C. Harm to Others/Public Interest

These last two factors pertinent to injunctive relief may be viewed together. In this motion, Mr. Mitchell asks that the Defendants be ordered to undertake specific medical actions. The MDOC has an interest in promulgating and enforcing prison regulations, including reasonable rules involving prisoner health care, and in contracting with licensed medical providers such as Corizon. The public has an interest both in ensuring that prison inmates receive medical care, and also in having a well-regulated and operated prison system. The MDOC and its medical personnel, both on staff and on contract, have an interest in practicing medicine based on their best medical judgment and on the needs of their patients. By granting the requested injunctive relief in this case, the Court would be in the untenable position of second-guessing Defendants' medical decisions, a task for which we are particularly ill-equipped. See Westlake v. Lucas, 537 F.2d 857, 860, n. 5 (6th Cir.1976) ("Where a prisoner has received some medical attention and the dispute is over the adequacy of the treatment, federal courts are generally reluctant to second guess medical judgments and to constitutionalize claims which sound in state tort law[.]"); Bruce v.
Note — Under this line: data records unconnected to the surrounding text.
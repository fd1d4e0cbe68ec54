//! Tunable weights, thresholds and radii for receipt verification.
//!
//! Every section defaults to the production constants, so a JSON file only
//! needs to name the values it overrides.

use crate::processing::image::DEFAULT_SIMILARITY_THRESHOLD;
use crate::utils::VerifyError;
use crate::validation::geofence::DEFAULT_MAX_DISTANCE_M;
use serde::{Deserialize, Serialize};
use std::path::Path;

#[derive(Debug, Clone, Default, PartialEq, Serialize, Deserialize)]
#[serde(default)]
pub struct VerifierConfig {
    pub scoring: ScoringWeights,
    pub thresholds: DecisionThresholds,
    pub geofence: GeofenceConfig,
    pub fraud: FraudConfig,
    pub image: ImageConfig,
}

#[derive(Debug, Clone, PartialEq, Serialize, Deserialize)]
#[serde(default)]
pub struct ScoringWeights {
    pub oib_verified: f64,
    pub oib_restaurant_match: f64,
    pub oib_checksum_only: f64,
    pub date_recent: f64,
    pub date_recent_days: i64,
    pub date_week: f64,
    pub date_week_days: i64,
    pub amount: f64,
    pub amount_unverified: f64,
    pub merchant_strong: f64,
    pub merchant_strong_similarity: f64,
    pub merchant_partial: f64,
    pub merchant_partial_similarity: f64,
    pub location_inside: f64,
    pub location_near: f64,
    pub location_near_distance_m: f64,
    pub ocr_confidence: f64,
    pub fraud_per_signal: f64,
    pub fraud_cap: f64,
}

impl Default for ScoringWeights {
    fn default() -> Self {
        ScoringWeights {
            oib_verified: 0.3,
            oib_restaurant_match: 0.05,
            oib_checksum_only: 0.15,
            date_recent: 0.2,
            date_recent_days: 2,
            date_week: 0.1,
            date_week_days: 7,
            amount: 0.2,
            amount_unverified: 0.1,
            merchant_strong: 0.1,
            merchant_strong_similarity: 0.8,
            merchant_partial: 0.05,
            merchant_partial_similarity: 0.5,
            location_inside: 0.1,
            location_near: 0.05,
            location_near_distance_m: 500.0,
            ocr_confidence: 0.1,
            fraud_per_signal: 0.1,
            fraud_cap: 0.3,
        }
    }
}

#[derive(Debug, Clone, PartialEq, Serialize, Deserialize)]
#[serde(default)]
pub struct DecisionThresholds {
    pub auto_approve: f64,
    pub reject: f64,
}

impl Default for DecisionThresholds {
    fn default() -> Self {
        DecisionThresholds {
            auto_approve: 0.8,
            reject: 0.5,
        }
    }
}

#[derive(Debug, Clone, PartialEq, Serialize, Deserialize)]
#[serde(default)]
pub struct GeofenceConfig {
    pub max_distance_m: f64,
}

impl Default for GeofenceConfig {
    fn default() -> Self {
        GeofenceConfig {
            max_distance_m: DEFAULT_MAX_DISTANCE_M,
        }
    }
}

#[derive(Debug, Clone, PartialEq, Serialize, Deserialize)]
#[serde(default)]
pub struct FraudConfig {
    pub round_total_min: f64,
    pub round_total_step: f64,
    pub max_age_days: i64,
    pub earliest_hour: u32,
    pub latest_hour: u32,
    pub location_mismatch_distance_m: f64,
}

impl Default for FraudConfig {
    fn default() -> Self {
        FraudConfig {
            round_total_min: 100.0,
            round_total_step: 10.0,
            max_age_days: 7,
            earliest_hour: 6,
            latest_hour: 23,
            location_mismatch_distance_m: 500.0,
        }
    }
}

#[derive(Debug, Clone, PartialEq, Serialize, Deserialize)]
#[serde(default)]
pub struct ImageConfig {
    /// Maximum Hamming distance (bits) for two receipt photos to count as the same.
    pub similarity_threshold: u32,
}

impl Default for ImageConfig {
    fn default() -> Self {
        ImageConfig {
            similarity_threshold: DEFAULT_SIMILARITY_THRESHOLD,
        }
    }
}

impl VerifierConfig {
    pub fn from_file<P: AsRef<Path>>(path: P) -> Result<Self, VerifyError> {
        let raw = std::fs::read_to_string(&path).map_err(|e| {
            VerifyError::ConfigError(format!(
                "Failed to read {}: {}",
                path.as_ref().display(),
                e
            ))
        })?;
        Self::from_json(&raw)
    }

    pub fn from_json(raw: &str) -> Result<Self, VerifyError> {
        let config: VerifierConfig = serde_json::from_str(raw)
            .map_err(|e| VerifyError::ConfigError(format!("Invalid config JSON: {}", e)))?;
        config.validate()?;
        Ok(config)
    }

    pub fn validate(&self) -> Result<(), VerifyError> {
        let mut problems = Vec::new();
        let s = &self.scoring;

        let weights = [
            ("scoring.oib_verified", s.oib_verified),
            ("scoring.oib_restaurant_match", s.oib_restaurant_match),
            ("scoring.oib_checksum_only", s.oib_checksum_only),
            ("scoring.date_recent", s.date_recent),
            ("scoring.date_week", s.date_week),
            ("scoring.amount", s.amount),
            ("scoring.amount_unverified", s.amount_unverified),
            ("scoring.merchant_strong", s.merchant_strong),
            ("scoring.merchant_partial", s.merchant_partial),
            ("scoring.location_inside", s.location_inside),
            ("scoring.location_near", s.location_near),
            ("scoring.ocr_confidence", s.ocr_confidence),
            ("scoring.fraud_per_signal", s.fraud_per_signal),
            ("scoring.fraud_cap", s.fraud_cap),
        ];
        for (name, value) in weights {
            if !(0.0..=1.0).contains(&value) {
                problems.push(format!("{} must be within [0, 1], got {}", name, value));
            }
        }

        if s.date_recent_days < 0 || s.date_week_days < s.date_recent_days {
            problems.push("scoring.date_recent_days must be >= 0 and <= date_week_days".to_string());
        }
        if s.merchant_partial_similarity > s.merchant_strong_similarity {
            problems.push(
                "scoring.merchant_partial_similarity must not exceed merchant_strong_similarity"
                    .to_string(),
            );
        }

        let t = &self.thresholds;
        if !(0.0..=1.0).contains(&t.auto_approve) || !(0.0..=1.0).contains(&t.reject) {
            problems.push("thresholds must be within [0, 1]".to_string());
        }
        if t.reject > t.auto_approve {
            problems.push(format!(
                "thresholds.reject ({}) must not exceed thresholds.auto_approve ({})",
                t.reject, t.auto_approve
            ));
        }

        if self.geofence.max_distance_m <= 0.0 {
            problems.push("geofence.max_distance_m must be positive".to_string());
        }
        if s.location_near_distance_m <= 0.0 || self.fraud.location_mismatch_distance_m <= 0.0 {
            problems.push("location distances must be positive".to_string());
        }
        if self.fraud.round_total_step <= 0.0 {
            problems.push("fraud.round_total_step must be positive".to_string());
        }
        if self.fraud.earliest_hour > 23 || self.fraud.latest_hour > 23 {
            problems.push("fraud hours must be within 0..=23".to_string());
        }

        if problems.is_empty() {
            Ok(())
        } else {
            Err(VerifyError::ConfigError(problems.join("; ")))
        }
    }
}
Ylst, 351 F.3d 1283, 1290 (9th Cir.2003) ("[F]ederal courts must remember that the duty to protect inmates' constitutional rights does not confer the power to manage prisons or the capacity to second-guess prison administrators, for which we are ill equipped[.]").
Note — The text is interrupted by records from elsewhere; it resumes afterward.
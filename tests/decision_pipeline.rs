use chrono::{NaiveDate, NaiveDateTime};
use receipt_verifier::models::{Coordinates, Decision, FraudSignal, ReceiptSubmission};
use receipt_verifier::processing::StaticOcrClient;
use receipt_verifier::validation::InMemoryRestaurantStore;
use receipt_verifier::{ReceiptVerifier, VerifierConfig};
use std::io::Write;
use std::sync::Arc;

const RESTAURANTS: &str = r#"[
    {
        "id": "r-1",
        "name": "Restoran Mali Raj",
        "oib": "12345678903",
        "latitude": 45.8131,
        "longitude": 15.9772
    },
    {
        "id": "r-2",
        "name": "Caffe Bar Luka",
        "oib": "94577403194",
        "latitude": null,
        "longitude": null
    }
]"#;

fn now() -> NaiveDateTime {
    NaiveDate::from_ymd_opt(2024, 3, 15)
        .expect("valid date")
        .and_hms_opt(20, 0, 0)
        .expect("valid time")
}

fn store() -> InMemoryRestaurantStore {
    let mut file = tempfile::NamedTempFile::new().expect("temp file");
    file.write_all(RESTAURANTS.as_bytes()).expect("write restaurants");
    let store = InMemoryRestaurantStore::from_json_file(file.path()).expect("load restaurants");
    assert_eq!(store.len(), 2);
    store
}

fn verifier(text: &str, config: VerifierConfig) -> ReceiptVerifier {
    ReceiptVerifier::new(
        Arc::new(StaticOcrClient::new(text, 0.92)),
        Arc::new(store()),
        config,
    )
}

#[tokio::test]
async fn genuine_receipt_at_the_restaurant_is_auto_approved() {
    let text = "\
Restoran Mali Raj
Ilica 12, Zagreb
OIB: 12345678903
Datum: 15.03.2024 19:12
Burger          14,50
Pivo 0,5         4,00
UKUPNO EUR      18,50
ZKI: 1a2b3c4d5e6f7a8b9c0d1e2f3a4b5c6d
JIR: 9f8e7d6c-5b4a-3928-1706-f5e4d3c2b1a0
";
    let submission = ReceiptSubmission {
        image: Vec::new(),
        declared_total: Some(18.5),
        user_location: Some(Coordinates::new(45.8132, 15.9771)),
        restaurant_id: Some("r-1".to_string()),
    };

    let report = verifier(text, VerifierConfig::default())
        .verify_at(&submission, &[], now())
        .await
        .expect("verification runs");

    assert!(report.fraud_flags.is_empty());
    assert_eq!(report.result.breakdown.merchant_match, 0.1);
    assert!(report.result.score >= 0.95);
    assert_eq!(report.result.decision, Decision::AutoApproved);

    let json = serde_json::to_value(&report).expect("report serializes");
    assert_eq!(json["result"]["decision"], "auto_approved");
    assert_eq!(json["parsed"]["fields"]["oib"], "12345678903");
    assert_eq!(json["parsed"]["fields"]["issueDate"], "2024-03-15");
    assert_eq!(json["parsed"]["fields"]["issueTime"], "19:12");
    assert_eq!(json["geofence"]["withinGeofence"], true);
}

#[tokio::test]
async fn late_night_round_receipt_far_away_goes_to_review() {
    let text = "\
Restoran Mali Raj
OIB: 12345678903
15.03.2024. 02:15
UKUPNO: 150,00
";
    let submission = ReceiptSubmission {
        declared_total: Some(150.0),
        // ~1 km north of the restaurant
        user_location: Some(Coordinates::new(45.8221, 15.9772)),
        restaurant_id: Some("r-1".to_string()),
        ..Default::default()
    };

    let report = verifier(text, VerifierConfig::default())
        .verify_at(&submission, &[], now())
        .await
        .expect("verification runs");

    assert_eq!(
        report.fraud_flags,
        vec![
            FraudSignal::RoundTotal,
            FraudSignal::UnusualHours,
            FraudSignal::LocationMismatch
        ]
    );
    assert_eq!(report.result.breakdown.fraud_penalty, -0.3);
    assert_eq!(report.result.breakdown.location, 0.0);
    assert_eq!(report.result.decision, Decision::PendingReview);
}

#[tokio::test]
async fn forged_receipt_is_rejected() {
    let text = "\
Neki Bistro
OIB: 12345678901
01.01.2024 03:00
UKUPNO: 200,00
";
    let submission = ReceiptSubmission {
        declared_total: Some(120.0),
        restaurant_id: Some("r-1".to_string()),
        ..Default::default()
    };

    let report = verifier(text, VerifierConfig::default())
        .verify_at(&submission, &[], now())
        .await
        .expect("verification runs");

    assert!(report.fraud_flags.contains(&FraudSignal::InvalidOib));
    assert!(report.fraud_flags.contains(&FraudSignal::OldReceipt));
    assert_eq!(report.result.score, 0.0);
    assert_eq!(report.result.decision, Decision::Rejected);
}

#[tokio::test]
async fn restaurant_without_coordinates_scores_location_as_unknown() {
    let text = "Caffe Bar Luka\nOIB 94577403194\n15.03.2024 10:05\nUKUPNO: 7,40\n";
    let submission = ReceiptSubmission {
        declared_total: Some(7.4),
        user_location: Some(Coordinates::new(45.8131, 15.9772)),
        restaurant_id: Some("r-2".to_string()),
        ..Default::default()
    };

    let report = verifier(text, VerifierConfig::default())
        .verify_at(&submission, &[], now())
        .await
        .expect("verification runs");

    let geofence = report.geofence.expect("user location was given");
    assert!(!geofence.is_known());
    assert!(report
        .result
        .reasons
        .iter()
        .any(|r| r == "Location data unavailable"));
    assert_eq!(report.result.breakdown.oib_match, 0.05);
}

#[tokio::test]
async fn stricter_config_holds_back_approval() {
    let text = "Restoran Mali Raj\nOIB: 12345678903\n15.03.2024 19:12\nUKUPNO: 18,50\n";
    let config =
        VerifierConfig::from_json(r#"{ "thresholds": { "auto_approve": 0.99 } }"#).expect("valid");
    let submission = ReceiptSubmission {
        declared_total: Some(18.5),
        restaurant_id: Some("r-1".to_string()),
        ..Default::default()
    };

    let report = verifier(text, config)
        .verify_at(&submission, &[], now())
        .await
        .expect("verification runs");

    // no location, so at most 0.94
    assert!(report.result.score < 0.99);
    assert_eq!(report.result.decision, Decision::PendingReview);
}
A balancing of the factors weighs substantially against granting the extraordinary remedy of preliminary injunctive relief.

IV. CONCLUSION

I recommend that Plaintiff's Motion for Injunctive Relief [Doc. #37] be DENIED.

Any objections to this Report and Recommendation must be filed within fourteen (14) days of service of a copy hereof as provided for in 28 U.S.C. §636(b)(1) and E.D. Mich. LR 72.1(d)(2). Failure to file specific objections constitutes a waiver of any further right of appeal. Thomas v. Arn, 474 U.S. 140, 106 S.Ct. 466, 88 L.Ed.2d 435 (1985); Howard v. Secretary of HHS, 932 F.2d 505 (6th Cir. 1991); United States v. Walters, 638 F.2d 947 (6th Cir. 1981). Filing of objections which raise some issues but fail to raise others with specificity will not preserve all the objections a party might have to this Report and Recommendation. Willis v. Secretary of HHS, 931 F.2d 390, 401 (6th Cir. 1991); Smith v. Detroit Fed'n of Teachers Local 231, 829 F.2d 1370, 1373 (6th Cir. 1987). Pursuant to E.D. Mich. LR 72.1(d)(2), a copy of any objections is to be served upon this Magistrate Judge.
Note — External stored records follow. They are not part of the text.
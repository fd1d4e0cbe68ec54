pub mod error;

pub use error::VerifyError;
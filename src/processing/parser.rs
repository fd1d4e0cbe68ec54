// Field extraction from raw OCR text of Croatian fiscal receipts.
// Every extractor is independent: a miss yields an empty value with zero confidence.

use crate::models::{ExtractedFields, FieldConfidences, FieldExtraction, ParsedReceipt};
use crate::validation::oib::validate_oib_checksum;
use chrono::{Local, NaiveDate, NaiveDateTime, NaiveTime};
use lazy_static::lazy_static;
use regex::Regex;

const OIB_VALID_CONFIDENCE: f64 = 0.95;
const OIB_UNCHECKED_CONFIDENCE: f64 = 0.3;
const FISCAL_CODE_CONFIDENCE: f64 = 0.9;
const DATE_CONFIDENCE: f64 = 0.85;
const FUTURE_DATE_CONFIDENCE: f64 = 0.3;
const TIME_CONFIDENCE: f64 = 0.8;
const TOTAL_KEYWORD_CONFIDENCE: f64 = 0.9;
const TOTAL_FALLBACK_CONFIDENCE: f64 = 0.5;
const MERCHANT_MARKER_CONFIDENCE: f64 = 0.85;
const MERCHANT_FIRST_LINE_CONFIDENCE: f64 = 0.6;
const ADDRESS_CONFIDENCE: f64 = 0.7;

const MERCHANT_SCAN_LINES: usize = 5;
const ADDRESS_SCAN_LINES: usize = 8;
// Lines inspected for an amount: the keyword line and the two after it.
const TOTAL_LOOKAHEAD: usize = 2;

lazy_static! {
    static ref OIB_PATTERN: Regex = Regex::new(r"\b\d{11}\b").unwrap();

    static ref JIR_PATTERNS: Vec<Regex> = vec![
        // Labelled, hyphenated or bare
        Regex::new(r"(?i)\bJIR\s*[:.]?\s*([0-9a-f]{8}-?[0-9a-f]{4}-?[0-9a-f]{4}-?[0-9a-f]{4}-?[0-9a-f]{12})\b").unwrap(),
        // Unlabelled UUID layout
        Regex::new(r"(?i)\b([0-9a-f]{8}-[0-9a-f]{4}-[0-9a-f]{4}-[0-9a-f]{4}-[0-9a-f]{12})\b").unwrap(),
    ];

    // Unlabelled run of 32 hex digits; may also be the ZKI.
    static ref BARE_HEX_32: Regex = Regex::new(r"(?i)\b[0-9a-f]{32}\b").unwrap();

    // 32 hex digits, possibly broken up by spaces; a 33rd adjacent digit disqualifies.
    static ref ZKI_PATTERN: Regex =
        Regex::new(r"(?i)\bZKI\s*[:.]?\s*([0-9a-f](?:[ \t]*[0-9a-f]){31})([0-9a-f])?").unwrap();

    static ref DATE_PATTERN: Regex =
        Regex::new(r"\b(\d{1,2})\.\s?(\d{1,2})\.\s?(\d{4})\b").unwrap();

    static ref TIME_PATTERN: Regex =
        Regex::new(r"\b([01]?\d|2[0-3]):([0-5]\d)(?::([0-5]\d))?\b").unwrap();

    static ref TOTAL_KEYWORDS: Regex =
        Regex::new(r"(?i)(ukupno|za platiti|total|iznos|suma|sveukupno|€|EUR)").unwrap();

    static ref NUMERIC_TOKEN: Regex = Regex::new(r"\d[\d.,]*\d").unwrap();

    static ref AMOUNT_SHAPES: Vec<Regex> = vec![
        Regex::new(r"^\d{1,4}[.,]\d{2}$").unwrap(),
        // Thousands grouping: 1.234,56 / 1,234.56
        Regex::new(r"^\d{1,3}(?:[.,]\d{3})+[.,]\d{2}$").unwrap(),
    ];

    static ref MERCHANT_MARKERS: Regex = Regex::new(
        r"(?i)(\bj\.d\.o\.o\.|\bd\.o\.o\.|\bobrt\b|\bj\.t\.d\.|\bd\.d\.|\brestoran\b|\bkavana\b|\bcaffe\b)"
    ).unwrap();

    static ref ADDRESS_PATTERN: Regex =
        Regex::new(r"^\p{Lu}[\p{L}.]*(?:\s+[\p{L}.]+)*\s+\d{1,4}[a-zA-Z]?(?:[\s,/]|$)").unwrap();

    static ref NOT_ADDRESS: Regex =
        Regex::new(r"(?i)(ra[čc]un|broj|\bbr\.|\bstol\b|blagajn|\bkasa\b|\boib\b|\bjir\b|\bzki\b)").unwrap();
}

pub struct ReceiptParser;

impl ReceiptParser {
    /// Parse raw OCR text, judging dates against the current local time.
    pub fn parse(text: &str) -> ParsedReceipt {
        Self::parse_at(text, Local::now().naive_local())
    }

    pub fn parse_at(text: &str, now: NaiveDateTime) -> ParsedReceipt {
        if text.trim().is_empty() {
            return ParsedReceipt::empty();
        }

        let (oib, oib_c) = Self::extract_oib(text).split();
        let (jir, jir_c) = Self::extract_jir(text).split();
        let (zki, zki_c) = Self::extract_zki(text).split();
        let (issue_date, date_c) = Self::extract_date(text, now.date()).split();
        let (issue_time, time_c) = Self::extract_time(text).split();
        let (total_amount, total_c) = Self::extract_total(text).split();
        let (merchant_name, name_c) = Self::extract_merchant_name(text).split();
        let (merchant_address, address_c) = Self::extract_merchant_address(text).split();

        let fields = ExtractedFields {
            oib,
            jir,
            zki,
            issue_date,
            issue_time,
            total_amount,
            merchant_name,
            merchant_address,
        };
        let confidences = FieldConfidences {
            oib: oib_c,
            jir: jir_c,
            zki: zki_c,
            issue_date: date_c,
            issue_time: time_c,
            total_amount: total_c,
            merchant_name: name_c,
            merchant_address: address_c,
        };
        let overall_confidence = confidences.overall();

        log::debug!(
            "Parsed receipt: {:?} (overall confidence {:.2})",
            fields,
            overall_confidence
        );

        ParsedReceipt {
            fields,
            confidences,
            overall_confidence,
        }
    }

    /// First checksum-valid 11-digit run, else the first 11-digit run at low confidence.
    pub fn extract_oib(text: &str) -> FieldExtraction<String> {
        let candidates: Vec<&str> = OIB_PATTERN.find_iter(text).map(|m| m.as_str()).collect();

        if let Some(valid) = candidates.iter().find(|c| validate_oib_checksum(c)) {
            return FieldExtraction::found(valid.to_string(), OIB_VALID_CONFIDENCE);
        }
        match candidates.first() {
            Some(first) => FieldExtraction::found(first.to_string(), OIB_UNCHECKED_CONFIDENCE),
            None => FieldExtraction::missing(),
        }
    }

    /// JIR normalized to 32 uppercase hex digits.
    pub fn extract_jir(text: &str) -> FieldExtraction<String> {
        for pattern in JIR_PATTERNS.iter() {
            if let Some(captures) = pattern.captures(text) {
                if let Some(matched) = captures.get(1) {
                    let value = matched.as_str().replace('-', "").to_uppercase();
                    if value.len() == 32 {
                        return FieldExtraction::found(value, FISCAL_CODE_CONFIDENCE);
                    }
                }
            }
        }

        let zki = Self::extract_zki(text).value;
        BARE_HEX_32
            .find_iter(text)
            .map(|m| m.as_str())
            .find(|candidate| zki.as_deref() != Some(candidate.to_lowercase().as_str()))
            .map(|candidate| FieldExtraction::found(candidate.to_uppercase(), FISCAL_CODE_CONFIDENCE))
            .unwrap_or_default()
    }

    /// ZKI normalized to 32 lowercase hex digits.
    pub fn extract_zki(text: &str) -> FieldExtraction<String> {
        let captures = match ZKI_PATTERN.captures(text) {
            Some(c) => c,
            None => return FieldExtraction::missing(),
        };
        if captures.get(2).is_some() {
            return FieldExtraction::missing();
        }

        let value: String = captures[1]
            .chars()
            .filter(|c| !c.is_whitespace())
            .collect::<String>()
            .to_lowercase();
        if value.len() == 32 {
            FieldExtraction::found(value, FISCAL_CODE_CONFIDENCE)
        } else {
            FieldExtraction::missing()
        }
    }

    /// Latest `DD.MM.YYYY` date not after `today`; if every date lies in the
    /// future, the earliest one at low confidence.
    pub fn extract_date(text: &str, today: NaiveDate) -> FieldExtraction<NaiveDate> {
        let dates: Vec<NaiveDate> = DATE_PATTERN
            .captures_iter(text)
            .filter_map(|caps| {
                let day = caps[1].parse::<u32>().ok()?;
                let month = caps[2].parse::<u32>().ok()?;
                let year = caps[3].parse::<i32>().ok()?;
                NaiveDate::from_ymd_opt(year, month, day)
            })
            .collect();

        if let Some(latest_past) = dates.iter().filter(|d| **d <= today).max() {
            return FieldExtraction::found(*latest_past, DATE_CONFIDENCE);
        }
        match dates.iter().min() {
            Some(earliest) => FieldExtraction::found(*earliest, FUTURE_DATE_CONFIDENCE),
            None => FieldExtraction::missing(),
        }
    }

    /// First `HH:MM` or `HH:MM:SS` occurrence; seconds are dropped.
    pub fn extract_time(text: &str) -> FieldExtraction<NaiveTime> {
        let time = TIME_PATTERN.captures(text).and_then(|caps| {
            let hour = caps[1].parse::<u32>().ok()?;
            let minute = caps[2].parse::<u32>().ok()?;
            NaiveTime::from_hms_opt(hour, minute, 0)
        });
        match time {
            Some(t) => FieldExtraction::found(t, TIME_CONFIDENCE),
            None => FieldExtraction::missing(),
        }
    }

    /// Largest amount on or just below a total keyword, else the largest
    /// amount anywhere at reduced confidence.
    pub fn extract_total(text: &str) -> FieldExtraction<f64> {
        let lines: Vec<&str> = text.lines().collect();
        let mut keyword_max: Option<f64> = None;

        for (i, line) in lines.iter().enumerate() {
            if !TOTAL_KEYWORDS.is_match(line) {
                continue;
            }
            let window_end = (i + TOTAL_LOOKAHEAD).min(lines.len() - 1);
            for candidate in &lines[i..=window_end] {
                for amount in Self::amounts_in(candidate) {
                    keyword_max = Some(keyword_max.map_or(amount, |max: f64| max.max(amount)));
                }
            }
        }

        if let Some(total) = keyword_max {
            return FieldExtraction::found(total, TOTAL_KEYWORD_CONFIDENCE);
        }

        let fallback = Self::amounts_in(text).into_iter().reduce(f64::max);
        match fallback {
            Some(total) => FieldExtraction::found(total, TOTAL_FALLBACK_CONFIDENCE),
            None => FieldExtraction::missing(),
        }
    }

    /// Money amounts in a piece of text. Numbers belonging to dates, times or
    /// identifiers never qualify.
    fn amounts_in(text: &str) -> Vec<f64> {
        NUMERIC_TOKEN
            .find_iter(text)
            .map(|m| m.as_str())
            .filter(|token| AMOUNT_SHAPES.iter().any(|shape| shape.is_match(token)))
            .filter_map(Self::parse_amount)
            .collect()
    }

    // The last separator is the decimal point; earlier ones group thousands.
    fn parse_amount(token: &str) -> Option<f64> {
        let split_at = token.rfind(|c: char| c == '.' || c == ',')?;
        let whole: String = token[..split_at].chars().filter(|c| c.is_ascii_digit()).collect();
        let fraction = &token[split_at + 1..];
        format!("{}.{}", whole, fraction).parse::<f64>().ok()
    }

    pub fn extract_merchant_name(text: &str) -> FieldExtraction<String> {
        let head: Vec<&str> = Self::non_empty_lines(text).take(MERCHANT_SCAN_LINES).collect();

        if let Some(line) = head.iter().find(|line| MERCHANT_MARKERS.is_match(line)) {
            return FieldExtraction::found(line.to_string(), MERCHANT_MARKER_CONFIDENCE);
        }
        match head.first() {
            Some(line) => FieldExtraction::found(line.to_string(), MERCHANT_FIRST_LINE_CONFIDENCE),
            None => FieldExtraction::missing(),
        }
    }

    /// First street-and-number line near the top of the receipt.
    pub fn extract_merchant_address(text: &str) -> FieldExtraction<String> {
        Self::non_empty_lines(text)
            .take(ADDRESS_SCAN_LINES)
            .find(|line| {
                ADDRESS_PATTERN.is_match(line)
                    && !NOT_ADDRESS.is_match(line)
                    && !TOTAL_KEYWORDS.is_match(line)
            })
            .map(|line| FieldExtraction::found(line.to_string(), ADDRESS_CONFIDENCE))
            .unwrap_or_default()
    }

    fn non_empty_lines(text: &str) -> impl Iterator<Item = &str> {
        text.lines().map(str::trim).filter(|line| !line.is_empty())
    }
}

/// Parse OCR text with the current local time as reference.
pub fn parse_receipt_text(text: &str) -> ParsedReceipt {
    ReceiptParser::parse(text)
}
Within fourteen (14) days of service of any objecting party's timely filed objections, the opposing party may file a response. The response shall be not more than twenty (20) pages in length unless by motion and order such page limit is extended by the court. The response shall address specifically, and in the same order raised, each issue contained within the objections.